I wrote some pretty positive words in my last post, nearly 2 weeks ago. Action to follow up did not happen.
It hasn't been easy to make the changes I need to make. The work the chiropractor has done is helping me a bit, but not enough. I have a friend who is a physiotherapist. I've made an appointment with her to compliment the chiro. I'm hoping she will become a bit of a personal trainer as she is holistic in her approach.
At last I've been able to make some dietary changes over the last few days. I have been a bit drastic. No coffee. I'm not going to guarantee coffee is off the menu permanently but I'd like to think it is going to be nothing more than a once a week treat. If that is not satisfying I will be better off banishing it again.
A while ago I bought gluten free muesli for breakfast. I eat this with plain thick yoghurt for breakfast. I will probably revert to my protein shakes but I'm enjoying the change at present. Yesterday I had fruit for lunch, mostly watermelon and last night had fresh sweetcorn for tea. Today I had an apple & small banana in the middle of the day and the only other food has been watermelon. It's one way of giving my body a chance to recover from weeks of over-eating carbs.

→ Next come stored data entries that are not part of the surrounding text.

// Notification sinks for lifecycle announcements.
//
// Delivery is cosmetic: callers log failures and move on.

use async_trait::async_trait;
use serde_json::json;

use crate::error::NotifyError;

#[async_trait]
pub trait NotificationSink: Send + Sync {
    async fn send(&self, message: &str, channel_id: &str, server_id: &str)
        -> Result<(), NotifyError>;
}

/// Writes announcements to the log only. Used when no webhook is configured.
pub struct LogNotifier;

#[async_trait]
impl NotificationSink for LogNotifier {
    async fn send(
        &self,
        message: &str,
        channel_id: &str,
        server_id: &str,
    ) -> Result<(), NotifyError> {
        tracing::info!(server_id, channel_id, "Announcement:\n{message}");
        Ok(())
    }
}

/// Posts `{server_id, channel_id, content}` as JSON to a bot relay.
pub struct WebhookNotifier {
    client: reqwest::Client,
    url: String,
}

impl WebhookNotifier {
    pub fn new(url: impl Into<String>) -> Self {
        Self {
            client: reqwest::Client::new(),
            url: url.into(),
        }
    }
}

#[async_trait]
impl NotificationSink for WebhookNotifier {
    async fn send(
        &self,
        message: &str,
        channel_id: &str,
        server_id: &str,
    ) -> Result<(), NotifyError> {
        let response = self
            .client
            .post(&self.url)
            .json(&json!({
                "server_id": server_id,
                "channel_id": channel_id,
                "content": message,
            }))
            .send()
            .await
            .map_err(|e| NotifyError::Other(e.to_string()))?;

        let status = response.status();
        if status == reqwest::StatusCode::UNAUTHORIZED || status == reqwest::StatusCode::FORBIDDEN {
            return Err(NotifyError::PermissionDenied {
                channel_id: channel_id.to_string(),
            });
        }
        if !status.is_success() {
            return Err(NotifyError::Other(format!("relay responded with {status}")));
        }
        Ok(())
    }
}
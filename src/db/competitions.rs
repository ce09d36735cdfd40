// Competition rows and lifecycle detection queries.

use chrono::{DateTime, Utc};

use super::Database;
use crate::competition::{Competition, NewCompetition, Visibility};
use crate::criteria::CompetitionCriteria;
use crate::error::IntegrityError;
use crate::snapshot::SnapshotKind;

/// A competition as stored. Convert with `Competition::try_from`.
#[derive(Debug, Clone, sqlx::FromRow)]
pub struct CompetitionRow {
    pub id: i64,
    pub server_id: String,
    pub owner_id: String,
    pub channel_id: String,
    pub title: String,
    pub description: String,
    pub visibility: String,
    pub max_participants: i64,
    pub start_date: Option<DateTime<Utc>>,
    pub end_date: Option<DateTime<Utc>>,
    pub season_id: Option<String>,
    pub criteria_type: String,
    pub criteria_config: String,
    pub is_cancelled: bool,
    pub created_at: DateTime<Utc>,
    pub updated_at: DateTime<Utc>,
}

impl TryFrom<CompetitionRow> for Competition {
    type Error = IntegrityError;

    fn try_from(row: CompetitionRow) -> Result<Self, Self::Error> {
        let visibility =
            Visibility::from_str_name(&row.visibility).ok_or_else(|| IntegrityError::UnknownValue {
                field: "visibility",
                value: row.visibility.clone(),
            })?;
        let criteria =
            CompetitionCriteria::from_stored(row.id, &row.criteria_type, &row.criteria_config)?;
        Ok(Competition {
            id: row.id,
            server_id: row.server_id,
            owner_id: row.owner_id,
            channel_id: row.channel_id,
            title: row.title,
            description: row.description,
            visibility,
            max_participants: row.max_participants,
            start_date: row.start_date,
            end_date: row.end_date,
            season_id: row.season_id,
            criteria,
            is_cancelled: row.is_cancelled,
            created_at: row.created_at,
            updated_at: row.updated_at,
        })
    }
}

// Effective window of a competition joined against its season.
const EFFECTIVE_START: &str = "COALESCE(c.start_date, s.start_date)";
const EFFECTIVE_END: &str = "COALESCE(c.end_date, s.end_date)";

impl Database {
    pub async fn insert_competition(
        &self,
        new: &NewCompetition,
        now: DateTime<Utc>,
    ) -> Result<CompetitionRow, sqlx::Error> {
        let config = serde_json::to_string(&new.criteria)
            .map_err(|e| sqlx::Error::Encode(Box::new(e)))?;
        let row = sqlx::query_as::<_, CompetitionRow>(
            r#"
            INSERT INTO competitions (
                server_id, owner_id, channel_id, title, description, visibility,
                max_participants, start_date, end_date, season_id,
                criteria_type, criteria_config, is_cancelled, created_at, updated_at
            ) VALUES (?, ?, ?, ?, ?, ?, ?, ?, ?, ?, ?, ?, 0, ?, ?)
            RETURNING *
            "#,
        )
        .bind(&new.server_id)
        .bind(&new.owner_id)
        .bind(&new.channel_id)
        .bind(new.title.trim())
        .bind(&new.description)
        .bind(new.visibility.as_str())
        .bind(new.max_participants)
        .bind(new.start_date)
        .bind(new.end_date)
        .bind(&new.season_id)
        .bind(new.criteria.type_name())
        .bind(config)
        .bind(now)
        .bind(now)
        .fetch_one(&self.pool)
        .await?;
        Ok(row)
    }

    pub async fn get_competition(&self, id: i64) -> Result<Option<CompetitionRow>, sqlx::Error> {
        let row = sqlx::query_as::<_, CompetitionRow>("SELECT * FROM competitions WHERE id = ?")
            .bind(id)
            .fetch_optional(&self.pool)
            .await?;
        Ok(row)
    }

    pub async fn list_competitions_for_server(
        &self,
        server_id: &str,
    ) -> Result<Vec<CompetitionRow>, sqlx::Error> {
        let rows = sqlx::query_as::<_, CompetitionRow>(
            "SELECT * FROM competitions WHERE server_id = ? ORDER BY id",
        )
        .bind(server_id)
        .fetch_all(&self.pool)
        .await?;
        Ok(rows)
    }

    /// Set the cancellation flag. The flag never goes back to false.
    /// Returns false if the competition does not exist.
    pub async fn cancel_competition(
        &self,
        id: i64,
        now: DateTime<Utc>,
    ) -> Result<bool, sqlx::Error> {
        let result = sqlx::query(
            r#"
            UPDATE competitions
            SET is_cancelled = 1,
                updated_at = CASE WHEN is_cancelled = 1 THEN updated_at ELSE ? END
            WHERE id = ?
            "#,
        )
        .bind(now)
        .bind(id)
        .execute(&self.pool)
        .await?;
        Ok(result.rows_affected() > 0)
    }

    /// Competitions owned by `owner_id` that are neither cancelled nor ended.
    pub async fn count_active_for_owner(
        &self,
        owner_id: &str,
        now: DateTime<Utc>,
    ) -> Result<i64, sqlx::Error> {
        let sql = format!(
            r#"
            SELECT COUNT(*) FROM competitions c
            LEFT JOIN seasons s ON s.id = c.season_id
            WHERE c.owner_id = ? AND c.is_cancelled = 0
              AND ({EFFECTIVE_END} IS NULL OR {EFFECTIVE_END} > ?)
            "#
        );
        let rows = sqlx::query_scalar(&sql)
            .bind(owner_id)
            .bind(now)
            .fetch_one(&self.pool)
            .await?;
        Ok(rows)
    }

    /// Competitions on `server_id` that are neither cancelled nor ended.
    pub async fn count_active_for_server(
        &self,
        server_id: &str,
        now: DateTime<Utc>,
    ) -> Result<i64, sqlx::Error> {
        let sql = format!(
            r#"
            SELECT COUNT(*) FROM competitions c
            LEFT JOIN seasons s ON s.id = c.season_id
            WHERE c.server_id = ? AND c.is_cancelled = 0
              AND ({EFFECTIVE_END} IS NULL OR {EFFECTIVE_END} > ?)
            "#
        );
        let rows = sqlx::query_scalar(&sql)
            .bind(server_id)
            .bind(now)
            .fetch_one(&self.pool)
            .await?;
        Ok(rows)
    }

    /// Not cancelled, started by `now`, and no START capture yet.
    pub async fn competitions_to_start(
        &self,
        now: DateTime<Utc>,
    ) -> Result<Vec<CompetitionRow>, sqlx::Error> {
        let sql = format!(
            r#"
            SELECT c.* FROM competitions c
            LEFT JOIN seasons s ON s.id = c.season_id
            WHERE c.is_cancelled = 0
              AND {EFFECTIVE_START} <= ?
              AND NOT EXISTS (
                  SELECT 1 FROM competition_captures cc
                  WHERE cc.competition_id = c.id AND cc.snapshot_type = '{start}'
              )
            ORDER BY c.id
            "#,
            start = SnapshotKind::Start.as_str(),
        );
        let rows = sqlx::query_as::<_, CompetitionRow>(&sql)
            .bind(now)
            .fetch_all(&self.pool)
            .await?;
        Ok(rows)
    }

    /// Not cancelled, ended by `now`, START captured, END not yet captured.
    pub async fn competitions_to_end(
        &self,
        now: DateTime<Utc>,
    ) -> Result<Vec<CompetitionRow>, sqlx::Error> {
        let sql = format!(
            r#"
            SELECT c.* FROM competitions c
            LEFT JOIN seasons s ON s.id = c.season_id
            WHERE c.is_cancelled = 0
              AND {EFFECTIVE_END} <= ?
              AND EXISTS (
                  SELECT 1 FROM competition_captures cc
                  WHERE cc.competition_id = c.id AND cc.snapshot_type = '{start}'
              )
              AND NOT EXISTS (
                  SELECT 1 FROM competition_captures cc
                  WHERE cc.competition_id = c.id AND cc.snapshot_type = '{end}'
              )
            ORDER BY c.id
            "#,
            start = SnapshotKind::Start.as_str(),
            end = SnapshotKind::End.as_str(),
        );
        let rows = sqlx::query_as::<_, CompetitionRow>(&sql)
            .bind(now)
            .fetch_all(&self.pool)
            .await?;
        Ok(rows)
    }
}

#[cfg(test)]
mod tests {
    use super::super::tests_support::sample_new;
    use super::*;
    use crate::criteria::Queue;
    use chrono::Duration;

    #[tokio::test]
    async fn test_insert_and_load_competition() {
        let db = Database::in_memory().await.unwrap();
        let now = Utc::now();

        let row = db.insert_competition(&sample_new(), now).await.unwrap();
        assert!(row.id > 0);
        assert_eq!(row.criteria_type, "MOST_GAMES_PLAYED");
        assert!(!row.is_cancelled);

        let loaded = db.get_competition(row.id).await.unwrap().unwrap();
        let competition = Competition::try_from(loaded).unwrap();
        assert_eq!(competition.title, "Weekly grind");
        assert_eq!(competition.visibility, Visibility::Open);
        assert_eq!(
            competition.criteria,
            CompetitionCriteria::MostGamesPlayed { queue: Queue::Solo }
        );

        assert!(db.get_competition(999).await.unwrap().is_none());
    }

    #[tokio::test]
    async fn test_cancel_is_monotonic() {
        let db = Database::in_memory().await.unwrap();
        let now = Utc::now();
        let row = db.insert_competition(&sample_new(), now).await.unwrap();

        let later = now + Duration::minutes(5);
        assert!(db.cancel_competition(row.id, later).await.unwrap());
        assert!(db
            .cancel_competition(row.id, later + Duration::minutes(5))
            .await
            .unwrap());

        let row = db.get_competition(row.id).await.unwrap().unwrap();
        assert!(row.is_cancelled);
        assert_eq!(row.updated_at, later);
        assert!(!db.cancel_competition(999, later).await.unwrap());
    }

    #[tokio::test]
    async fn test_active_counts_skip_cancelled_and_ended() {
        let db = Database::in_memory().await.unwrap();
        let now = Utc::now();

        let active = db.insert_competition(&sample_new(), now).await.unwrap();
        let cancelled = db.insert_competition(&sample_new(), now).await.unwrap();
        db.cancel_competition(cancelled.id, now).await.unwrap();

        let mut ended = sample_new();
        ended.start_date = Some(now - Duration::days(3));
        ended.end_date = Some(now - Duration::days(1));
        db.insert_competition(&ended, now).await.unwrap();

        assert_eq!(db.count_active_for_owner("owner-1", now).await.unwrap(), 1);
        assert_eq!(db.count_active_for_server("server-1", now).await.unwrap(), 1);
        assert_eq!(db.count_active_for_owner("someone", now).await.unwrap(), 0);
        assert!(active.id > 0);
    }

    #[tokio::test]
    async fn test_start_detection_respects_start_date() {
        let db = Database::in_memory().await.unwrap();
        let now = Utc::now();
        let row = db.insert_competition(&sample_new(), now).await.unwrap();

        assert!(db.competitions_to_start(now).await.unwrap().is_empty());

        let due = db
            .competitions_to_start(now + Duration::hours(1))
            .await
            .unwrap();
        assert_eq!(due.len(), 1);
        assert_eq!(due[0].id, row.id);

        // Nothing to end before a START capture exists.
        assert!(db
            .competitions_to_end(now + Duration::days(8))
            .await
            .unwrap()
            .is_empty());
    }
}
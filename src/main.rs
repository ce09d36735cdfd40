use std::sync::Arc;

use chrono::Utc;
use tower_http::cors::CorsLayer;

use scout_competitions::cache::{DbLeaderboardCache, LeaderboardCache};
use scout_competitions::config::Config;
use scout_competitions::db::Database;
use scout_competitions::lifecycle::{spawn_lifecycle_worker, Reconciler};
use scout_competitions::notify::{LogNotifier, NotificationSink, WebhookNotifier};
use scout_competitions::stats::{DbStatsProvider, StatsProvider};
use scout_competitions::{api, metrics};

#[tokio::main]
async fn main() {
    tracing_subscriber::fmt::init();

    let config = Config::load();
    metrics::register_metrics();

    let db = Database::new(&config.database_url)
        .await
        .expect("Failed to initialize database");
    let db = Arc::new(db);

    let stats: Arc<dyn StatsProvider> = Arc::new(DbStatsProvider::new(db.clone()));
    let notifier: Arc<dyn NotificationSink> = match &config.notify_webhook_url {
        Some(url) => Arc::new(WebhookNotifier::new(url.clone())),
        None => {
            tracing::warn!("NOTIFY_WEBHOOK_URL not set, announcements are only logged");
            Arc::new(LogNotifier)
        }
    };
    let cache: Arc<dyn LeaderboardCache> = Arc::new(DbLeaderboardCache::new(db.clone()));

    let reconciler = Arc::new(Reconciler::new(
        db.clone(),
        stats,
        notifier,
        Some(cache),
        config.capture_settings(),
    ));

    if config.run_once {
        let report = reconciler.tick(Utc::now()).await;
        tracing::info!(
            started = ?report.started,
            ended = ?report.ended,
            failed = ?report.failed,
            "Single lifecycle tick complete"
        );
        return;
    }

    spawn_lifecycle_worker(reconciler.clone(), config.lifecycle_interval);

    let app = api::router(db, reconciler.leaderboards().clone(), config.active_limits())
        .layer(CorsLayer::permissive());

    let addr = format!("0.0.0.0:{}", config.port);
    let listener = tokio::net::TcpListener::bind(&addr)
        .await
        .unwrap_or_else(|e| panic!("Failed to bind to {addr}: {e}"));

    tracing::info!("Competition service listening on port {}", config.port);
    axum::serve(listener, app)
        .await
        .expect("Failed to start server");
}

I needed to find a time when I had enough days to make some changes between work days. I work 4 hour shifts on Thurs & Fri. & 7 hour shift on Sat. I'm pretty tired on Sunday, worse on Monday if I go to my favourite Church or am needed at Mum's but this week fell into line. TWJ works tomorrow afternoon but I can stay home and take the next step in my strategy to get back into losing seriously weight.
I am beginning the Lean For Life Program with a protein day tomorrow. I will follow the program to the best of my ability, It guarantees me 1kg and more every week if I follow the program. I know I'll feel better and want to be more energetic.
Today I went for a walk on the beach. I love walking on the firm sand with a light breeze and enough cloud to keep me from frying. Why did I get out of the habit? I know it's not easy when I feel so weary/tired/lazy. I'm just going to have to learn to ignore how I feel and make an appointment with myself to walk at a fixed time then gear my breakfast and first drink of the day and shower etc. to that. I think I've been doing it the other way around and it doesn't work. I get up more or less when I feel like it, except on days when we have to be at Mum's or keep other morning. appointments.
OK. Thinking out loud .... The earliest we have to be out of the house is 7.45 am. I need at least 1 hour for breakfast & shower ..... sure I can be quicker but I hate being rushed in the morning. That means getting up at 6 am to be organised. Half an hour to have a drink and get my body going. Then I can walk 6.30 - 7 am and longer if the day ahead allows me. I will need to go to bed a a regular time and sleep. That's a good reason to eliminate coffee.
TWJ found another box of chocolates. I had some last week and was hoping they had disappeared for ever but no such luck. He's just put the half full box under my nose. Thank-goodness I am strong enough to say no tonight.
Temperatures have dropped ... it's cool enough to put on a jersey. I just hope it isn't raining in the morning as I make a determined effort to begin a daily morning walk.